Un chimpanzé nommé Robbie
Robbie Williams est une immense star planétaire, ça nous le savons. Que Robbie Williams était un singe, ça nous ne le savions pas.

L’envie de réaliser un biopic avec Robbie Williams en chimpanzé vient, en partie, d’une idée du chanteur lui-même, sur laquelle le réalisateur australien Michael Gracey (« The Greatest Showman », une fantaisie assez réussie autour de Phineas Barnum) a judicieusement rebondi.
Lors des réunions préparatoires de ce biopic pas comme les autres, les deux hommes ont longuement discuté du scénario. « Si vous écoutez les bandes enregistrées de nos conversations, vous entendrez que Robbie se qualifie lui-même de « singe savant ». De là m’est venue l’idée. Cela me semblait la meilleure approche, comme Morgan Neville et Pharell Williams l’ont fait avec « Piece by Piece ». » (un film d’animation réalisé avec des Lego)
Il fallait oser ! Mais Gracey ne voulait pas faire un film que les spectateurs auraient jugé banal. « Je voulais quelque chose qui suscite l’enthousiasme, qui donne aux gens de la profession l’envie de s’y associer et d’y consacrer leur argent et leur talent. Il ne s’agit pas de réinventer les choses, mais plutôt d’oser. J’espère que cela inspirera d’autres réalisateurs audacieux à explorer de nouvelles voies narratives. Qu’ils puissent se dire : « Personne n’aurait imaginé qu’un singe puisse incarner Robbie Williams, et pourtant ils l’ont fait dans « Better Man » ».

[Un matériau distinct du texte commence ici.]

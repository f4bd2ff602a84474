// crates/client/src/channel.rs
//! Reconnecting push connection with snapshot resync.
//!
//! Every connection attempt gets a new generation. Within a generation the
//! snapshot is always delivered before any live event, and the consumer
//! uses the generation to drop anything left over from an older connection.

use std::sync::atomic::{AtomicU64, Ordering};
use std::sync::Arc;
use std::time::Duration;

use jobcast_types::{JobEvent, JobSnapshot};
use tokio::sync::{mpsc, watch, Notify};
use tokio::task::JoinHandle;
use tokio_util::sync::CancellationToken;

use crate::backoff::{Backoff, BackoffConfig};
use crate::error::TransportError;
use crate::transport::{decode_event, JobTransport};

/// Lifecycle of an [`EventChannel`].
#[derive(Debug, Clone, Copy, PartialEq, Eq)]
pub enum ConnectionState {
    /// Not connected; a reconnect is pending.
    Disconnected,
    /// Attempt `attempt` (1-based, counting consecutive failures) in flight.
    Connecting { attempt: u32 },
    /// Snapshot applied, live events flowing.
    Connected { generation: u64 },
    /// Retry budget spent. Stays here until [`EventChannel::retry`].
    Failed,
    /// Shut down by [`EventChannel::close`].
    Closed,
}

impl ConnectionState {
    pub fn is_live(&self) -> bool {
        matches!(self, Self::Connected { .. })
    }
}

/// What the channel hands to its consumer, tagged with the generation of
/// the connection it came from.
#[derive(Debug, Clone, PartialEq)]
pub enum ChannelUpdate {
    Snapshot { generation: u64, snapshot: JobSnapshot },
    Event { generation: u64, event: JobEvent },
}

impl ChannelUpdate {
    pub fn generation(&self) -> u64 {
        match self {
            Self::Snapshot { generation, .. } | Self::Event { generation, .. } => *generation,
        }
    }
}

#[derive(Debug, Clone)]
pub struct ChannelConfig {
    pub backoff: BackoffConfig,
    /// Updates buffered between the connection task and the consumer.
    pub update_buffer: usize,
    /// Limit on opening the push connection. A hung handshake counts as a
    /// failed attempt.
    pub connect_timeout: Duration,
    /// Limit on fetching the snapshot after connecting.
    pub snapshot_timeout: Duration,
}

impl Default for ChannelConfig {
    fn default() -> Self {
        Self {
            backoff: BackoffConfig::default(),
            update_buffer: 1024,
            connect_timeout: Duration::from_secs(10),
            snapshot_timeout: Duration::from_secs(15),
        }
    }
}

/// Handle to the background connection task.
///
/// Dropping the handle closes the channel.
pub struct EventChannel {
    state_rx: watch::Receiver<ConnectionState>,
    generation: Arc<AtomicU64>,
    cancel: CancellationToken,
    retry: Arc<Notify>,
    task: Option<JoinHandle<()>>,
}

L’audace paie, et, de fait, « Better Man » n’est pas un biopic ordinaire. Pourtant, il déroule de façon chronologique un scénario classique. Prenez un petit garçon du nord de l’Angleterre dont le père, médiocre employé, admire Franck Sinatra et rêve lui-même de chanter. Il va d’ailleurs abandonner le domicile conjugal, laissant Robbie avec sa mère et sa grand-mère adorée.
Au culot, Robbie intègre l’un de ces boys band qui fleurissent en Angleterre à cette époque, vite montés dans l’espoir de faire un tube – et plus, si possible. Avec « Take That », Robbie ramasse la mise d’emblée. Ce n’est pas un succès, c’est un triomphe ! Les fans sont hystériques, l’argent coule à flots, l’alcool et la drogue aussi. Robbie succombe, devient ingérable, se rend insupportable auprès de ses copains de « Take That », et finit par être viré.

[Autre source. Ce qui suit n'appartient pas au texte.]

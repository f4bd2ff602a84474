// crates/server-jobs/src/types.rs
//! Handles and tuning knobs for the background job system.

use std::time::Duration;

use jobcast_types::JobStatus;
use tokio::sync::oneshot;
use tokio::task::JoinHandle;

/// How often a runner turns progress updates into `JobProgress` events.
///
/// An event goes out once either threshold is crossed since the last one,
/// and always when the job reaches its final task.
#[derive(Debug, Clone)]
pub struct ProgressThrottle {
    pub every_tasks: u64,
    pub min_interval: Duration,
}

impl Default for ProgressThrottle {
    fn default() -> Self {
        Self {
            every_tasks: 25,
            min_interval: Duration::from_millis(250),
        }
    }
}

impl ProgressThrottle {
    /// Emit an event for every progress update.
    pub fn every_update() -> Self {
        Self {
            every_tasks: 1,
            min_interval: Duration::ZERO,
        }
    }
}

/// Handle to a submitted job, used for cancellation and for awaiting the
/// terminal status.
pub struct JobHandle {
    runner_id: String,
    cancel_tx: Option<oneshot::Sender<()>>,
    join: JoinHandle<Option<JobStatus>>,
}

impl JobHandle {
    pub(crate) fn new(
        runner_id: String,
        cancel_tx: oneshot::Sender<()>,
        join: JoinHandle<Option<JobStatus>>,
    ) -> Self {
        Self {
            runner_id,
            cancel_tx: Some(cancel_tx),
            join,
        }
    }

    pub fn runner_id(&self) -> &str {
        &self.runner_id
    }

    /// Cancel the job. Returns true if the cancellation signal was sent.
    pub fn cancel(&mut self) -> bool {
        if let Some(tx) = self.cancel_tx.take() {
            tx.send(()).is_ok()
        } else {
            false
        }
    }

    /// Wait for the job to finish.
    ///
    /// Returns the terminal status, or `None` if the job never reached the
    /// registry (e.g. its id was rejected).
    pub async fn join(self) -> Option<JobStatus> {
        match self.join.await {
            Ok(status) => status,
            Err(e) => {
                tracing::error!(runner_id = %self.runner_id, "job task aborted: {e}");
                None
            }
        }
    }
}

Il commence alors une carrière solo qui va le mener au sommet de la célébrité, mais il le paiera cher. Ses addictions prennent un tour qui semble irréversible. Alors que ses concerts gigantesques attirent des centaines de milliers de fans, il panique, touche le fond et lutte avec des pensées suicidaires. Une scène très forte le montre, alors qu’il doit affronter 350 000 personnes au festival de Glastonbury, ce que personne n’avait fait avant lui, défoncé, sur un matelas pneumatique au milieu de l’étang qui borde le luxueux manoir qu’il s’est offert et où il vit seul avec ses démons.
D’autres scènes sont d’anthologie comme la séquence « Rock DJ » dans Regent Street qui mobilise pas moins de 500 figurants et qui restera comme un grand moment de la comédie musicale. Mais Michael Gracey ne se contente pas de ces tours de force ; il excelle aussi dans les moments intimes. Quand, par exemple, Robbie – n’oublions pas que c’est un chimpanzé -, courtise et gagne le cœur de la chanteuse des « All Saints », Nicole Appleton, sur l’air de « She’s the one ». Ou comme ces séquences, où Robbie vient chercher refuge et réconfort auprès de sa grand-mère.
Film total, excessif, démesuré, « Better Man » de Michael Gracey surprend. Et séduit.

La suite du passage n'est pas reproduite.